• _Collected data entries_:

================

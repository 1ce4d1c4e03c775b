pub(crate) mod migrations;

pub use rusqlite;
pub use tokio_rusqlite;

use crate::config::config;

use migrations::MIGRATIONS;

pub type Result<T> = std::result::Result<T, Error>;

#[derive(thiserror::Error, Debug)]
pub enum Error {
    #[error("not_found")]
    NotFound(String),
    #[error("conflict")]
    Conflict(String),
    #[error(transparent)]
    TokioRusqlite(tokio_rusqlite::Error),
    #[error(transparent)]
    Rusqlite(rusqlite::Error),
}

impl Error {
    pub fn not_found_message(self, message: impl Into<String>) -> Self {
        if matches!(self, Self::NotFound(_)) {
            return Self::NotFound(message.into());
        }
        self
    }

    pub fn conflict_message(self, message: impl Into<String>) -> Self {
        if matches!(self, Self::Conflict(_)) {
            return Self::Conflict(message.into());
        }
        self
    }
}

fn is_unique_violation(error: &rusqlite::Error) -> bool {
    matches!(
        error,
        rusqlite::Error::SqliteFailure(e, _) if e.extended_code == rusqlite::ffi::SQLITE_CONSTRAINT_UNIQUE
    )
}

impl From<tokio_rusqlite::Error> for Error {
    fn from(error: tokio_rusqlite::Error) -> Self {
        match error {
            tokio_rusqlite::Error::Rusqlite(error) => Self::from(error),
            error => Self::TokioRusqlite(error),
        }
    }
}

impl From<rusqlite::Error> for Error {
    fn from(error: rusqlite::Error) -> Self {
        match error {
            rusqlite::Error::QueryReturnedNoRows => Self::NotFound("Not found".into()),
            error if is_unique_violation(&error) => Self::Conflict("Already exists".into()),
            error => Self::Rusqlite(error),
        }
    }
}

/// Handle to the database worker thread. Cloning is cheap; every `call` is one unit of work.
pub type DB = tokio_rusqlite::Connection;

pub async fn init_db() -> Result<DB> {
    let conn = tokio_rusqlite::Connection::open(&config().database_url).await?;

    conn.call(|conn| {
        conn.pragma_update(None, "foreign_keys", "ON")?;
        conn.pragma_update(None, "journal_mode", "WAL")?;

        MIGRATIONS
            .to_latest(conn)
            .map_err(|e| tokio_rusqlite::Error::Other(e.into()))?;

        Ok(())
    })
    .await?;

    tracing::info!(database_url = %config().database_url, "database ready");

    Ok(conn)
}

#[cfg(test)]
pub async fn init_test_db() -> Result<DB> {
    let conn = tokio_rusqlite::Connection::open_in_memory().await?;

    conn.call(|conn| {
        conn.pragma_update(None, "foreign_keys", "ON")?;

        MIGRATIONS
            .to_latest(conn)
            .map_err(|e| tokio_rusqlite::Error::Other(e.into()))?;

        Ok(())
    })
    .await?;

    Ok(conn)
}
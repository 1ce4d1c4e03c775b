use rusqlite::{Connection, Row};

use super::{NoteId, Tag};

impl<'a> TryFrom<&Row<'a>> for Tag {
    type Error = rusqlite::Error;

    fn try_from(row: &Row<'a>) -> Result<Self, Self::Error> {
        Ok(Self {
            id: row.get(0)?,
            name: row.get(1)?,
        })
    }
}

/// Trims names, drops blank ones and collapses repeats, keeping first-seen order.
/// Matching stays case-sensitive.
pub fn normalize(names: Vec<String>) -> Vec<String> {
    let mut normalized: Vec<String> = Vec::with_capacity(names.len());
    for name in names {
        let name = name.trim();
        if !name.is_empty() && !normalized.iter().any(|n| n == name) {
            normalized.push(name.to_owned());
        }
    }
    normalized
}

/// Atomic get-or-create: concurrent writers racing on a new name both end up with the same row.
pub fn get_or_create(conn: &Connection, names: &[String]) -> rusqlite::Result<Vec<Tag>> {
    let mut insert = conn.prepare_cached("INSERT INTO tags (name) VALUES (?) ON CONFLICT (name) DO NOTHING")?;
    let mut select = conn.prepare_cached("SELECT id, name FROM tags WHERE name = ?")?;

    names
        .iter()
        .map(|name| {
            insert.execute([name])?;
            select.query_row([name], |r| Tag::try_from(r))
        })
        .collect()
}

pub fn link(conn: &Connection, note_id: NoteId, tags: &[Tag]) -> rusqlite::Result<()> {
    let mut stmt = conn.prepare_cached("INSERT INTO note_tags (note_id, tag_id) VALUES (?, ?)")?;
    for tag in tags {
        stmt.execute([note_id, tag.id])?;
    }
    Ok(())
}

pub fn unlink_all(conn: &Connection, note_id: NoteId) -> rusqlite::Result<usize> {
    conn.execute("DELETE FROM note_tags WHERE note_id = ?", [note_id])
}

/// Tags of one note in the order they were attached.
pub fn for_note(conn: &Connection, note_id: NoteId) -> rusqlite::Result<Vec<Tag>> {
    let mut stmt = conn.prepare_cached(
        r#"SELECT tags.id, tags.name FROM note_tags
        JOIN tags ON tags.id = note_tags.tag_id
        WHERE note_tags.note_id = ?
        ORDER BY note_tags.rowid"#,
    )?;
    let tags = stmt
        .query_map([note_id], |r| Tag::try_from(r))?
        .collect::<Result<Vec<_>, _>>()?;
    Ok(tags)
}

#[cfg(test)]
mod tests {
    use super::*;

    fn names(values: &[&str]) -> Vec<String> {
        values.iter().map(|v| v.to_string()).collect()
    }

    fn conn() -> Connection {
        let mut conn = Connection::open_in_memory().unwrap();
        crate::db::migrations::MIGRATIONS.to_latest(&mut conn).unwrap();
        conn
    }

    #[test]
    fn normalize_drops_blanks_and_repeats() {
        assert_eq!(
            normalize(names(&[" x", "y", "", "x", "  ", "X"])),
            names(&["x", "y", "X"])
        );
        assert!(normalize(vec![]).is_empty());
    }

    #[test]
    fn get_or_create_reuses_rows() {
        let conn = conn();

        let first = get_or_create(&conn, &names(&["x", "y"])).unwrap();
        let second = get_or_create(&conn, &names(&["y", "z"])).unwrap();

        assert_eq!(first[1], second[0]);
        assert_ne!(second[1].id, first[0].id);

        let count: i64 = conn.query_row("SELECT count(*) FROM tags", [], |r| r.get(0)).unwrap();
        assert_eq!(count, 3);
    }
}
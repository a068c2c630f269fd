//! Replay failed fetches from a failure log.
//!
//! Reads the log produced by a migration run, extracts the public URL from
//! each failure line, recomputes the destination path from the URL, and
//! re-fetches and re-uploads each image sequentially.

use std::path::PathBuf;
use std::sync::Arc;
use std::time::Duration;

use anyhow::Context;
use clap::Parser;

use fotomigra_cli::{init_tracing, print_banner};
use fotomigra_core::constants::{DEFAULT_N_TRIES, DEFAULT_TIMEOUT_SECS};
use fotomigra_core::naming::object_path_from_public_url;
use fotomigra_fetch::{default_placeholder, extract_failed_urls, FileFailureLog, Fetcher, ImageFetcher};
use fotomigra_migrate::Migrator;
use fotomigra_storage::{Bucket, GcsBucket};

#[derive(Parser)]
#[command(
    name = "retry-failed",
    about = "Re-fetch and re-upload the images recorded in a failure log"
)]
struct Cli {
    /// Failure log from a previous run
    #[arg(short = 'f', long)]
    log_file: PathBuf,

    /// Bucket the failed URLs point into
    #[arg(short = 'd', long)]
    download_bucket: String,

    /// Bucket where the images will be uploaded
    #[arg(short = 'u', long)]
    upload_bucket: String,

    /// Path to the service-account credentials file
    #[arg(short = 'k', long)]
    credentials: Option<PathBuf>,

    /// Broker name, used as the top-level destination folder
    #[arg(short = 'b', long)]
    broker: String,

    /// Public URL of the image used as a watermark
    #[arg(short = 'w', long)]
    watermark: Option<String>,

    /// Failure log for this replay run (defaults to retry.log)
    #[arg(long, default_value = "retry.log")]
    retry_log: PathBuf,

    /// Timeout in seconds for image and watermark-service requests
    #[arg(short = 'T', long, default_value_t = DEFAULT_TIMEOUT_SECS)]
    timeout: u64,

    /// Retry attempts after a failed watermark-service call
    #[arg(short = 'n', long, default_value_t = DEFAULT_N_TRIES)]
    n_tries: u32,
}

#[tokio::main]
async fn main() -> anyhow::Result<()> {
    init_tracing();
    dotenvy::dotenv().ok();

    let cli = Cli::parse();

    let content = std::fs::read_to_string(&cli.log_file)
        .with_context(|| format!("Failed to read failure log {}", cli.log_file.display()))?;
    let urls = extract_failed_urls(&content);
    if urls.is_empty() {
        println!("No failed image urls found in {}", cli.log_file.display());
        return Ok(());
    }

    let log = Arc::new(
        FileFailureLog::open(&cli.retry_log)
            .with_context(|| format!("Failed to open failure log {}", cli.retry_log.display()))?,
    );
    let fetcher = Arc::new(ImageFetcher::new(
        Duration::from_secs(cli.timeout),
        cli.n_tries,
        cli.watermark.clone(),
        default_placeholder()?,
        log,
    )?);
    let destination: Arc<dyn Bucket> = Arc::new(
        GcsBucket::new(cli.upload_bucket.clone(), cli.credentials.as_deref())
            .context("Failed to open upload bucket")?,
    );
    let migrator = Migrator::new(destination, fetcher.clone(), cli.broker.clone());

    print_banner();
    println!(
        "Replaying {} failed image(s) from {}",
        urls.len(),
        cli.log_file.display()
    );

    for url in &urls {
        let Some(object_path) = object_path_from_public_url(&cli.download_bucket, url) else {
            tracing::warn!(url = %url, "Logged url does not belong to the download bucket, skipping");
            continue;
        };
        let path = format!("{}/{}", cli.broker, object_path);

        let image = fetcher.fetch(url).await;
        let uploaded = migrator.upload_one(&path, image).await;
        if uploaded.is_empty() {
            println!("---- Failed to upload {}", path);
        } else {
            println!("---- Re-uploaded {}", path);
        }
    }

    print_banner();
    println!("Replay finished");

    Ok(())
}
/// Initialize tracing for CLI binaries.
pub fn init_tracing() {
    tracing_subscriber::fmt()
        .with_env_filter(
            tracing_subscriber::EnvFilter::try_from_default_env()
                .unwrap_or_else(|_| tracing_subscriber::EnvFilter::new("info")),
        )
        .init();
}

/// Section separator printed between migration phases.
pub fn print_banner() {
    println!("*******************************************************");
}
//! Run configuration for a migration.
//!
//! The CLI builds this from flags; library crates receive the pieces they
//! need rather than reading process-wide state.

use std::path::PathBuf;
use std::time::Duration;

use crate::constants::{
    DEFAULT_LOG_FILENAME, DEFAULT_N_TRIES, DEFAULT_THREADS, DEFAULT_TIMEOUT_SECS,
};

/// Configuration for one migration run.
#[derive(Clone, Debug)]
pub struct MigrationConfig {
    /// Bucket holding the images to migrate.
    pub download_bucket: String,
    /// Bucket receiving the reorganized images.
    pub upload_bucket: String,
    /// Path to the service-account credentials file. When absent, the
    /// storage backend falls back to ambient environment credentials.
    pub credentials_path: Option<PathBuf>,
    /// Broker name, used as the top-level destination folder.
    pub broker_name: String,
    /// Public URL of the watermark image. No watermarking when absent.
    pub watermark_url: Option<String>,
    /// Failure log file path.
    pub log_file: Option<PathBuf>,
    /// Worker pool size for the photo migration phase.
    pub threads: usize,
    /// Timeout for image and watermark-service requests.
    pub timeout: Duration,
    /// Retries after a failed watermark-service call.
    pub n_tries: u32,
}

impl MigrationConfig {
    /// Failure log path, defaulting to `logs.log` in the working directory.
    pub fn log_file_or_default(&self) -> PathBuf {
        self.log_file
            .clone()
            .unwrap_or_else(|| PathBuf::from(DEFAULT_LOG_FILENAME))
    }
}

impl Default for MigrationConfig {
    fn default() -> Self {
        Self {
            download_bucket: String::new(),
            upload_bucket: String::new(),
            credentials_path: None,
            broker_name: String::new(),
            watermark_url: None,
            log_file: None,
            threads: DEFAULT_THREADS,
            timeout: Duration::from_secs(DEFAULT_TIMEOUT_SECS),
            n_tries: DEFAULT_N_TRIES,
        }
    }
}

#[cfg(test)]
mod tests {
    use super::*;

    #[test]
    fn log_file_defaults() {
        let config = MigrationConfig::default();
        assert_eq!(config.log_file_or_default(), PathBuf::from("logs.log"));

        let config = MigrationConfig {
            log_file: Some(PathBuf::from("/tmp/run.log")),
            ..Default::default()
        };
        assert_eq!(config.log_file_or_default(), PathBuf::from("/tmp/run.log"));
    }
}
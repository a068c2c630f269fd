//! Fotomigra Storage Library
//!
//! This crate provides the bucket abstraction and implementations used by
//! the migration pipeline: a GCS/Firebase backend built on `object_store`
//! and an in-memory backend for tests.
//!
//! A [`Bucket`] exposes exactly what the pipeline needs: listing the source
//! bucket, writing to the destination bucket, and computing the public-read
//! download URL of an object.

pub mod gcs;
pub mod memory;
pub mod traits;

// Re-export commonly used types
pub use gcs::GcsBucket;
pub use memory::MemoryBucket;
pub use traits::{Bucket, ObjectEntry, StorageError, StorageResult};
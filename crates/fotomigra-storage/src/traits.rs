//! Bucket abstraction trait.

use async_trait::async_trait;
use bytes::Bytes;
use thiserror::Error;

/// Storage operation errors
#[derive(Debug, Error)]
pub enum StorageError {
    #[error("Listing failed: {0}")]
    ListFailed(String),

    #[error("Upload failed: {0}")]
    UploadFailed(String),

    #[error("Object not found: {0}")]
    NotFound(String),

    #[error("Configuration error: {0}")]
    ConfigError(String),
}

/// Result type for storage operations
pub type StorageResult<T> = Result<T, StorageError>;

/// An entry discovered while listing a bucket.
#[derive(Clone, Debug, PartialEq, Eq)]
pub struct ObjectEntry {
    /// Full object path within the bucket.
    pub name: String,
    /// Object size in bytes.
    pub size: u64,
}

/// Bucket abstraction.
///
/// The source bucket only needs [`Bucket::list`] and [`Bucket::public_url`];
/// the destination bucket only needs [`Bucket::put`]. Both sides share one
/// trait so test doubles can stand in for either.
#[async_trait]
pub trait Bucket: Send + Sync {
    /// Bucket name, as used in public download URLs.
    fn name(&self) -> &str;

    /// Enumerate every object in the bucket.
    async fn list(&self) -> StorageResult<Vec<ObjectEntry>>;

    /// Write an object and return its public URL.
    async fn put(&self, key: &str, data: Bytes, content_type: &str) -> StorageResult<String>;

    /// Public-read download URL for an object in this bucket.
    fn public_url(&self, key: &str) -> String {
        fotomigra_core::naming::public_url(self.name(), key)
    }
}
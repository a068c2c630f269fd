//! Concurrent migration orchestrator.
//!
//! Phases run strictly in order: photos, then blueprints. Within a phase,
//! one task per folder group runs over a bounded pool; each task owns its
//! group end-to-end (fetch-all then upload-all). Completion is reported in
//! arrival order, not submission order.

use std::sync::Arc;

use bytes::Bytes;
use futures::{stream, StreamExt};
use thiserror::Error;

use fotomigra_core::constants::{
    BLUEPRINT_POOL_SIZE, JPEG_CONTENT_TYPE, LOCATION_PLAN_FILENAME, PHOTOS_SUBPATH,
    USAGE_PLAN_FILENAME,
};
use fotomigra_fetch::Fetcher;
use fotomigra_storage::Bucket;

use crate::grouper::FolderGroups;

/// Per-group structural failures. These fail the owning task only; the pool
/// drains every other task.
#[derive(Debug, Error)]
pub enum MigrateError {
    #[error("Blueprint set at {prefix} has {found} image(s), expected 2")]
    IncompleteBlueprintSet { prefix: String, found: usize },
}

/// Drives the migration of folder groups into the destination bucket.
pub struct Migrator {
    destination: Arc<dyn Bucket>,
    fetcher: Arc<dyn Fetcher>,
    broker: String,
}

impl Migrator {
    pub fn new(destination: Arc<dyn Bucket>, fetcher: Arc<dyn Fetcher>, broker: String) -> Self {
        Self {
            destination,
            fetcher,
            broker,
        }
    }

    /// Migrate every photo group over a pool bounded by `concurrency`.
    ///
    /// Each group's images are uploaded as `{broker}/{prefix}{index:02}.jpg`
    /// with a 1-based index following fetch order. Returns the reported
    /// folders in completion order.
    pub async fn migrate_photos(&self, groups: &FolderGroups, concurrency: usize) -> Vec<String> {
        let mut tasks = stream::iter(groups.iter())
            .map(|(prefix, urls)| {
                let dest_prefix = format!("{}/{}", self.broker, prefix);
                async move { self.upload_photo_set(dest_prefix, urls).await }
            })
            .buffer_unordered(concurrency.max(1));

        let mut completed = Vec::with_capacity(groups.len());
        while let Some(folder) = tasks.next().await {
            tracing::info!(folder = %folder, "Images uploaded to folder");
            completed.push(folder);
        }
        completed
    }

    /// Migrate every blueprint group over a fixed pool of 5.
    ///
    /// Element 0 becomes `plano-ubicacion.jpg`, element 1 `plano-uso.jpg`.
    /// A short group yields an error result for that group alone.
    pub async fn migrate_blueprints(
        &self,
        groups: &FolderGroups,
    ) -> Vec<Result<String, MigrateError>> {
        let mut tasks = stream::iter(groups.iter())
            .map(|(prefix, urls)| async move { self.upload_blueprint_set(prefix, urls).await })
            .buffer_unordered(BLUEPRINT_POOL_SIZE);

        let mut results = Vec::with_capacity(groups.len());
        while let Some(result) = tasks.next().await {
            match &result {
                Ok(folder) => {
                    tracing::info!(folder = %folder, "Blueprints uploaded to folder");
                }
                Err(e) => {
                    tracing::warn!(error = %e, "Blueprint set skipped");
                }
            }
            results.push(result);
        }
        results
    }

    /// Upload one object; on failure, log and return the empty-string
    /// sentinel instead of raising, so the group's task keeps going.
    pub async fn upload_one(&self, path: &str, data: Bytes) -> String {
        match self.destination.put(path, data, JPEG_CONTENT_TYPE).await {
            Ok(url) => url,
            Err(e) => {
                tracing::error!(error = %e, path = %path, "Error uploading image");
                String::new()
            }
        }
    }

    async fn upload_photo_set(&self, dest_prefix: String, urls: &[String]) -> String {
        let images = self.fetcher.fetch_many(urls).await;
        for (index, image) in images.into_iter().enumerate() {
            let path = format!("{}{:02}.jpg", dest_prefix, index + 1);
            self.upload_one(&path, image).await;
        }
        photo_folder(&dest_prefix)
    }

    async fn upload_blueprint_set(
        &self,
        prefix: &str,
        urls: &[String],
    ) -> Result<String, MigrateError> {
        if urls.len() < 2 {
            return Err(MigrateError::IncompleteBlueprintSet {
                prefix: prefix.to_string(),
                found: urls.len(),
            });
        }

        let mut images = self.fetcher.fetch_many(urls).await;
        let usage_plan = images.swap_remove(1);
        let location_plan = images.swap_remove(0);

        let folder = format!("{}/{}", self.broker, prefix);
        self.upload_one(&format!("{}/{}", folder, LOCATION_PLAN_FILENAME), location_plan)
            .await;
        self.upload_one(&format!("{}/{}", folder, USAGE_PLAN_FILENAME), usage_plan)
            .await;

        Ok(folder)
    }
}

/// Folder reported for a completed photo group: the destination prefix with
/// the `fotos/...` tail trimmed.
fn photo_folder(dest_prefix: &str) -> String {
    match dest_prefix.find(PHOTOS_SUBPATH) {
        Some(pos) => dest_prefix[..pos].to_string(),
        None => dest_prefix.to_string(),
    }
}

================

• _Your objective_: Lines from the start of the entries through the one containing "pub async fn init_db()" are to be set down again exactly, both ends included.

• _Answer to this exercise_:
repository 1ce4d1c4e03c775b
pub(crate) mod migrations;

pub use rusqlite;
pub use tokio_rusqlite;

use crate::config::config;

use migrations::MIGRATIONS;

pub type Result<T> = std::result::Result<T, Error>;

#[derive(thiserror::Error, Debug)]
pub enum Error {
    #[error("not_found")]
    NotFound(String),
    #[error("conflict")]
    Conflict(String),
    #[error(transparent)]
    TokioRusqlite(tokio_rusqlite::Error),
    #[error(transparent)]
    Rusqlite(rusqlite::Error),
}

impl Error {
    pub fn not_found_message(self, message: impl Into<String>) -> Self {
        if matches!(self, Self::NotFound(_)) {
            return Self::NotFound(message.into());
        }
        self
    }

    pub fn conflict_message(self, message: impl Into<String>) -> Self {
        if matches!(self, Self::Conflict(_)) {
            return Self::Conflict(message.into());
        }
        self
    }
}

fn is_unique_violation(error: &rusqlite::Error) -> bool {
    matches!(
        error,
        rusqlite::Error::SqliteFailure(e, _) if e.extended_code == rusqlite::ffi::SQLITE_CONSTRAINT_UNIQUE
    )
}

impl From<tokio_rusqlite::Error> for Error {
    fn from(error: tokio_rusqlite::Error) -> Self {
        match error {
            tokio_rusqlite::Error::Rusqlite(error) => Self::from(error),
            error => Self::TokioRusqlite(error),
        }
    }
}

impl From<rusqlite::Error> for Error {
    fn from(error: rusqlite::Error) -> Self {
        match error {
            rusqlite::Error::QueryReturnedNoRows => Self::NotFound("Not found".into()),
            error if is_unique_violation(&error) => Self::Conflict("Already exists".into()),
            error => Self::Rusqlite(error),
        }
    }
}

/// Handle to the database worker thread. Cloning is cheap; every `call` is one unit of work.
pub type DB = tokio_rusqlite::Connection;

pub async fn init_db() -> Result<DB> {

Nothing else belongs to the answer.